Objection 5: "I don't want to lose my data"

The fear of losing job history, customer records, and invoices is real. Even if it's irrational (Tradify allows exports), the perception of lock-in is powerful.

Overcome by: Visible, automated Tradify import pipeline. Show them their data coming across. "You don't lose anything except the monthly overspend."

Objection 6: "I'm not big enough for this"

The "too small" objection. A solo operator with 1 employee thinks BoundHQ is for "real businesses."

Overcome by: Match pricing to size. Low-tier at $39/mo for 1-2 person shops (but position $199 tier as "for growing businesses"). Show a path: "Start on the Solo tier. When you hit 5 staff, you'll need the Pro tier."


Part 5: Why They Delay

Reason Prevalence Root cause
"I'll do it when things slow down" Very common Things never slow down. Seasonal peaks (April-June, Sep-Nov) make it worse.
"I need to research more" Common Analysis paralysis. Too many options, too few differences.
"I want to ask X what they use" Common Need a peer signal before acting.
"Let me just get through this quarter" Common Always another quarter ahead.
"I need to talk to my team first" Less common Valid in 5+ person shops.

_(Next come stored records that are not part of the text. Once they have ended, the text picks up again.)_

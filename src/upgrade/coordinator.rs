use super::plan::{CleanupDecision, InstalledSet, UpgradePlan, UpgradeReport};
use super::policy::CleanupPolicy;
use crate::adapters::VersionManagerAdapter;
use crate::error::{Result, UpgradeError};
use crate::interrupt::Interrupt;
use crate::utils::logger;

/// Drives one upgrade run against a version manager.
///
/// Steps run strictly in order and the first failure ends the run. Nothing
/// that already happened is undone.
pub struct UpgradeCoordinator<'a> {
    adapter: &'a dyn VersionManagerAdapter,
    interrupt: Interrupt,
}

impl<'a> UpgradeCoordinator<'a> {
    pub fn new(adapter: &'a dyn VersionManagerAdapter, interrupt: Interrupt) -> Self {
        Self { adapter, interrupt }
    }

    /// Work out the plan and cleanup decision without changing anything
    pub fn plan(&self, cleanup_requested: bool) -> Result<(UpgradePlan, CleanupDecision)> {
        let (mut installed, plan) = self.survey()?;
        if plan.needs_install {
            installed.add_installed(&plan.new_version);
        }
        let decision = Self::decide(cleanup_requested, &installed, &plan);
        Ok((plan, decision))
    }

    pub fn run(&self, cleanup_requested: bool) -> Result<UpgradeReport> {
        let mut report = UpgradeReport::new();
        let (mut installed, plan) = self.survey()?;

        if plan.needs_install {
            let new = plan.new_version.as_str();

            self.step(&format!("installing {new}"), || self.adapter.install(new))?;
            logger::event(&format!("Installed {new} with {}", self.adapter.name()));
            report.installed = Some(new.to_string());
            installed.add_installed(new);

            if let Some(old) = plan.old_version.as_deref() {
                self.step(&format!("copying libraries from {old} to {new}"), || {
                    self.adapter.clone_libraries(old, new)
                })?;
                logger::event(&format!("Copied libraries from {old} to {new}"));
                report.libraries_cloned = Some((old.to_string(), new.to_string()));
            }
        }

        let decision = Self::decide(cleanup_requested, &installed, &plan);

        if let Some(target) = decision.switch_to.as_deref() {
            self.step(&format!("switching to {target}"), || {
                self.adapter.switch_active(target)
            })?;
            logger::event(&format!("Switched active version to {target}"));
            report.switched_to = Some(target.to_string());
        }

        for version in &decision.versions_to_remove {
            self.step(&format!("uninstalling {version}"), || {
                self.adapter.uninstall(version)
            })?;
            logger::event(&format!("Uninstalled {version}"));
            report.removed.push(version.clone());
        }

        Ok(report)
    }

    fn survey(&self) -> Result<(InstalledSet, UpgradePlan)> {
        let installed = self.step("querying installed versions", || {
            self.adapter.list_installed()
        })?;
        let latest = self.step("querying available versions", || {
            self.adapter.latest_available()
        })?;
        logger::verbose(&format!(
            "{}: installed {:?} (active {:?}), latest stable {latest}",
            self.adapter.name(),
            installed.versions,
            installed.active
        ));

        let plan = UpgradePlan::new(&installed, &latest);
        Ok((installed, plan))
    }

    fn decide(
        cleanup_requested: bool,
        installed: &InstalledSet,
        plan: &UpgradePlan,
    ) -> CleanupDecision {
        CleanupPolicy::decide(
            cleanup_requested,
            installed.active(),
            plan.old_version.as_deref(),
            &plan.new_version,
            installed,
        )
    }

    /// Run one adapter call unless an interrupt is pending; a failure that
    /// coincides with an interrupt is reported as the interrupt.
    fn step<T, F>(&self, description: &str, action: F) -> Result<T>
    where
        F: FnOnce() -> Result<T>,
    {
        if self.interrupt.is_requested() {
            return Err(UpgradeError::Interrupted(format!("before {description}")));
        }

        match action() {
            Err(_) if self.interrupt.is_requested() => {
                Err(UpgradeError::Interrupted(format!("while {description}")))
            }
            other => other,
        }
    }
}

#[cfg(test)]
mod tests {
    use super::*;
    use std::cell::RefCell;

    #[derive(Debug, Clone, Copy, PartialEq, Eq)]
    enum Failing {
        Nothing,
        Query,
        Install,
        Clone,
        Switch,
        Uninstall,
    }

    /// In-memory version manager that records every call it receives
    struct FakeManager {
        state: RefCell<InstalledSet>,
        latest: String,
        failing: Failing,
        calls: RefCell<Vec<String>>,
        interrupt_on_install: Option<Interrupt>,
    }

    impl FakeManager {
        fn new(versions: &[&str], active: Option<&str>, latest: &str) -> Self {
            Self {
                state: RefCell::new(InstalledSet::new(
                    versions.iter().map(|v| v.to_string()).collect(),
                    active.map(str::to_string),
                )),
                latest: latest.to_string(),
                failing: Failing::Nothing,
                calls: RefCell::new(Vec::new()),
                interrupt_on_install: None,
            }
        }

        fn failing(mut self, failing: Failing) -> Self {
            self.failing = failing;
            self
        }

        fn record(&self, call: String, kind: Failing) -> Result<()> {
            self.calls.borrow_mut().push(call.clone());
            if self.failing == kind {
                let message = "simulated failure".to_string();
                return Err(match kind {
                    Failing::Install => UpgradeError::Install {
                        version: call,
                        message,
                    },
                    Failing::Clone => UpgradeError::Clone {
                        from: call.clone(),
                        to: call,
                        message,
                    },
                    Failing::Switch => UpgradeError::Switch {
                        version: call,
                        message,
                    },
                    Failing::Uninstall => UpgradeError::Uninstall {
                        version: call,
                        message,
                    },
                    _ => UpgradeError::tool_query("fake", message),
                });
            }
            Ok(())
        }

        fn calls(&self) -> Vec<String> {
            self.calls.borrow().clone()
        }

        fn mutating_calls(&self) -> Vec<String> {
            self.calls()
                .into_iter()
                .filter(|c| !c.starts_with("list") && !c.starts_with("latest"))
                .collect()
        }

        fn final_state(&self) -> InstalledSet {
            self.state.borrow().clone()
        }
    }

    impl VersionManagerAdapter for FakeManager {
        fn name(&self) -> &str {
            "fake"
        }

        fn list_installed(&self) -> Result<InstalledSet> {
            self.record("list".into(), Failing::Query)?;
            Ok(self.state.borrow().clone())
        }

        fn latest_available(&self) -> Result<String> {
            self.calls.borrow_mut().push("latest".into());
            Ok(self.latest.clone())
        }

        fn install(&self, version: &str) -> Result<()> {
            if let Some(interrupt) = &self.interrupt_on_install {
                interrupt.trigger();
            }
            self.record(format!("install {version}"), Failing::Install)?;
            self.state.borrow_mut().add_installed(version);
            Ok(())
        }

        fn uninstall(&self, version: &str) -> Result<()> {
            self.record(format!("uninstall {version}"), Failing::Uninstall)?;
            self.state.borrow_mut().versions.retain(|v| v != version);
            Ok(())
        }

        fn switch_active(&self, version: &str) -> Result<()> {
            self.record(format!("switch {version}"), Failing::Switch)?;
            self.state.borrow_mut().active = Some(version.to_string());
            Ok(())
        }

        fn clone_libraries(&self, old_version: &str, new_version: &str) -> Result<()> {
            self.record(format!("clone {old_version} {new_version}"), Failing::Clone)
        }
    }

    fn run(manager: &FakeManager, cleanup: bool) -> Result<UpgradeReport> {
        UpgradeCoordinator::new(manager, Interrupt::new()).run(cleanup)
    }

    #[test]
    fn installed_target_is_switched_to_and_old_removed() {
        let manager = FakeManager::new(&["v1", "v2"], Some("v1"), "v2");
        let report = run(&manager, true).unwrap();

        assert_eq!(manager.mutating_calls(), ["switch v2", "uninstall v1"]);
        assert_eq!(
            manager.final_state(),
            InstalledSet::new(vec!["v2".into()], Some("v2".into()))
        );
        assert_eq!(report.installed, None);
        assert_eq!(report.switched_to.as_deref(), Some("v2"));
        assert_eq!(report.removed, ["v1"]);
    }

    #[test]
    fn new_release_is_installed_cloned_and_activated() {
        let manager = FakeManager::new(&["v1"], Some("v1"), "v2");
        let report = run(&manager, false).unwrap();

        assert_eq!(
            manager.mutating_calls(),
            ["install v2", "clone v1 v2", "switch v2"]
        );
        assert_eq!(
            manager.final_state(),
            InstalledSet::new(vec!["v1".into(), "v2".into()], Some("v2".into()))
        );
        assert_eq!(report.libraries_cloned, Some(("v1".into(), "v2".into())));
        assert!(report.removed.is_empty());
    }

    #[test]
    fn removal_follows_successful_switch() {
        let manager = FakeManager::new(&["v1"], Some("v1"), "v2");
        run(&manager, true).unwrap();
        assert_eq!(
            manager.mutating_calls(),
            ["install v2", "clone v1 v2", "switch v2", "uninstall v1"]
        );
    }

    #[test]
    fn failed_switch_keeps_old_version() {
        let manager = FakeManager::new(&["v1"], Some("v1"), "v2").failing(Failing::Switch);
        let err = run(&manager, true).unwrap_err();

        assert!(matches!(err, UpgradeError::Switch { .. }));
        assert!(!manager.calls().iter().any(|c| c.starts_with("uninstall")));
        assert!(manager.final_state().contains("v1"));
    }

    #[test]
    fn failed_install_stops_everything() {
        let manager = FakeManager::new(&["v1"], Some("v1"), "v2").failing(Failing::Install);
        let err = run(&manager, true).unwrap_err();

        assert!(matches!(err, UpgradeError::Install { .. }));
        assert_eq!(manager.mutating_calls(), ["install v2"]);
    }

    #[test]
    fn failed_clone_stops_before_switch() {
        let manager = FakeManager::new(&["v1"], Some("v1"), "v2").failing(Failing::Clone);
        let err = run(&manager, true).unwrap_err();

        assert!(matches!(err, UpgradeError::Clone { .. }));
        assert_eq!(manager.mutating_calls(), ["install v2", "clone v1 v2"]);
    }

    #[test]
    fn failed_uninstall_stops_remaining_removals() {
        let manager =
            FakeManager::new(&["v1", "v2", "v3"], Some("v3"), "v3").failing(Failing::Uninstall);
        let err = run(&manager, true).unwrap_err();

        assert!(matches!(err, UpgradeError::Uninstall { .. }));
        assert_eq!(manager.mutating_calls(), ["uninstall v1"]);
    }

    #[test]
    fn query_failure_changes_nothing() {
        let manager = FakeManager::new(&["v1"], Some("v1"), "v2").failing(Failing::Query);
        let err = run(&manager, true).unwrap_err();

        assert!(matches!(err, UpgradeError::ToolQuery { .. }));
        assert!(manager.mutating_calls().is_empty());
    }

    #[test]
    fn up_to_date_runs_are_idempotent() {
        let manager = FakeManager::new(&["v2"], Some("v2"), "v2");
        let first = run(&manager, true).unwrap();
        let second = run(&manager, true).unwrap();

        assert!(first.is_empty());
        assert_eq!(first, second);
        assert!(manager.mutating_calls().is_empty());
    }

    #[test]
    fn active_latest_cleanup_removes_obsolete_versions() {
        let manager = FakeManager::new(&["v1", "v2", "v3"], Some("v3"), "v3");
        let report = run(&manager, true).unwrap();

        assert_eq!(manager.mutating_calls(), ["uninstall v1", "uninstall v2"]);
        assert_eq!(report.removed, ["v1", "v2"]);

        let again = run(&manager, true).unwrap();
        assert!(again.is_empty());
    }

    #[test]
    fn pinned_version_survives_upgrade() {
        let manager = FakeManager::new(&["v1", "v2"], Some("v1"), "v3");
        let report = run(&manager, true).unwrap();

        assert_eq!(manager.mutating_calls(), ["install v3", "clone v2 v3"]);
        assert_eq!(report.switched_to, None);
        assert_eq!(manager.final_state().active.as_deref(), Some("v1"));
    }

    #[test]
    fn pending_interrupt_runs_no_steps() {
        let manager = FakeManager::new(&["v1"], Some("v1"), "v2");
        let interrupt = Interrupt::new();
        interrupt.trigger();

        let err = UpgradeCoordinator::new(&manager, interrupt)
            .run(true)
            .unwrap_err();
        assert!(matches!(err, UpgradeError::Interrupted(_)));
        assert!(manager.calls().is_empty());
    }

    #[test]
    fn interrupt_during_install_aborts_remaining_steps() {
        let interrupt = Interrupt::new();
        let mut manager = FakeManager::new(&["v1"], Some("v1"), "v2");
        manager.interrupt_on_install = Some(interrupt.clone());

        let err = UpgradeCoordinator::new(&manager, interrupt)
            .run(true)
            .unwrap_err();
        assert_eq!(
            err.to_string(),
            "Interrupted before copying libraries from v1 to v2"
        );
        assert_eq!(manager.mutating_calls(), ["install v2"]);
    }

    #[test]
    fn interrupted_failure_is_reported_as_interrupt() {
        let interrupt = Interrupt::new();
        let mut manager = FakeManager::new(&["v1"], Some("v1"), "v2").failing(Failing::Install);
        manager.interrupt_on_install = Some(interrupt.clone());

        let err = UpgradeCoordinator::new(&manager, interrupt)
            .run(false)
            .unwrap_err();
        assert!(matches!(err, UpgradeError::Interrupted(_)));
        assert_eq!(err.to_string(), "Interrupted while installing v2");
    }

    #[test]
    fn plan_reports_intended_steps_without_acting() {
        let manager = FakeManager::new(&["v1"], Some("v1"), "v2");
        let (plan, decision) = UpgradeCoordinator::new(&manager, Interrupt::new())
            .plan(true)
            .unwrap();

        assert!(plan.needs_install);
        assert_eq!(plan.old_version.as_deref(), Some("v1"));
        assert_eq!(decision.switch_to.as_deref(), Some("v2"));
        assert_eq!(decision.versions_to_remove, ["v1"]);
        assert!(manager.mutating_calls().is_empty());
    }
}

The admin/PM needs to be consulted.
"I need to check with my accountant" Rare Usually a polite "no".

The Natural Buying Window

Cabinetmakers are most likely to buy software during:

  • July-August — End of financial year reflection + quiet period (winter slowdown)
  • January — Post-Christmas reset, thinking about the year ahead
  • After a job completes — They're reviewing the project, looking for ways to improve
  • After a mistake — The urgency window. Act within 48 hours.

They are unlikely to buy during:

  • March-June — Peak production season. Too busy. Won't evaluate anything.
  • September-November — Spring build-up. Getting ready for Christmas rush.
  • December — Christmas shutdown. Nobody's buying software.

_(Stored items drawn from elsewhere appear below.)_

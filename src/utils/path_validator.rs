use crate::error::{Result, UpgradeError};
use std::path::{Path, PathBuf};

/// Checks directories taken from configuration before anything is written into them.
pub struct PathValidator;

impl PathValidator {
    /// Canonicalises a directory that will hold run state such as lock files.
    pub fn validate_state_dir(path: impl AsRef<Path>) -> Result<PathBuf> {
        let path = path.as_ref();

        let canonical = path.canonicalize().map_err(|e| {
            UpgradeError::BadArgument(format!("Invalid directory '{}': {e}", path.display()))
        })?;

        if !canonical.is_dir() {
            return Err(UpgradeError::BadArgument(format!(
                "Path '{}' is not a directory",
                canonical.display()
            )));
        }

        const FORBIDDEN: &[&str] = &["/etc", "/sys", "/proc", "/dev", "/boot"];

        for forbidden in FORBIDDEN {
            let forbidden_path = Path::new(forbidden);
            let hits = canonical.starts_with(forbidden_path)
                || forbidden_path
                    .canonicalize()
                    .is_ok_and(|resolved| canonical.starts_with(resolved));

            if hits {
                return Err(UpgradeError::BadArgument(format!(
                    "Refusing to keep state under system directory '{}'",
                    forbidden
                )));
            }
        }

        Ok(canonical)
    }
}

Part 6: Module Buying Pressure Analysis

For each BoundHQ module, I've assessed how much direct buying pressure it creates — i.e., would a cabinetmaker pay for this feature alone?

MOST LIKELY TO SELL

Module Buying pressure Why
Compliance 🔥🔥🔥🔥🔥HIGHEST Regulatory risk creates urgency. No current tool addresses it. A single violation can cost more than a year of subscriptions. But: awareness is low — most owners don't know they're non-compliant. Needs education marketing: "Are your quotes compliant?"
Production Planner 🔥🔥🔥🔥🔥VERY HIGH The whiteboard replacement is a daily pain visible to owners and PMs. Shops with 5+ staff and a dedicated PM feel this most. The 14-stage kanban is the most viscerally different thing from Tradify.
Tradify Import 🔥🔥🔥🔥🔥ENABLER This doesn't sell alone — it's the thing that makes all other modules buyable. Without it, the #1 objection ("data migration") blocks conversion.
Quotes 🔥🔥🔥🔥HIGH Multi-section quoting is a real pain for kitchen/joinery businesses. But Tradify quotes "work" — so the improvement must be dramatic enough to warrant switching.

MODERATE IMPACT

Module Buying pressure Why
CRM 🔥🔥🔥MEDIUM Cabinetmakers don't call it "CRM" — but they do need to track enquiries and follow-ups. The pipeline is valuable when connected to quoting and production. Standalone CRM has low pull.
Financial Planning 🔥🔥🔥MEDIUM "What's my cashflow next month?" is a question owners ask. But the urgency is seasonal (after EOFY, before an investment). Standalone value is limited without job cost data.
Purchase Orders 🔥🔥🔥MEDIUM Only relevant to shops with 10+ staff or high invoice volume. Most 2-5 person shops order by phone/email and don't track formally.
Xero Integration 🔥🔥🔥MEDIUM "Does it connect to Xero?" is a checkbox, not a selling point. Everyone offers it. Absence kills deals. Presence doesn't win them.
Email Intake + AI 🔥🔥MEDIUM-LOW Valued by busy shops (10+ enquiries/week). But most owners haven't thought about this as a problem — you'd need to show them what they're missing.

NICE TO HAVE

Module Buying pressure Why
Mozaik Integration 🔥🔥LOW-MEDIUM Relevant only to Mozaik users (~1,200 businesses in AU). For those, it matters. For the other 4,800, it's irrelevant.
AI Features 🔥LOW Cabinetmakers don't care about AI. They care about specific outcomes. Frame AI features as "we write your quote descriptions for you" or "we sort your emails automatically" — make the benefit tangible, not the technology.
Inventory 🔥LOW Most cabinetmakers track inventory badly or not at all. Hardware inventory is usually "what's on the shelf." This requires a behaviour change that's hard to sell.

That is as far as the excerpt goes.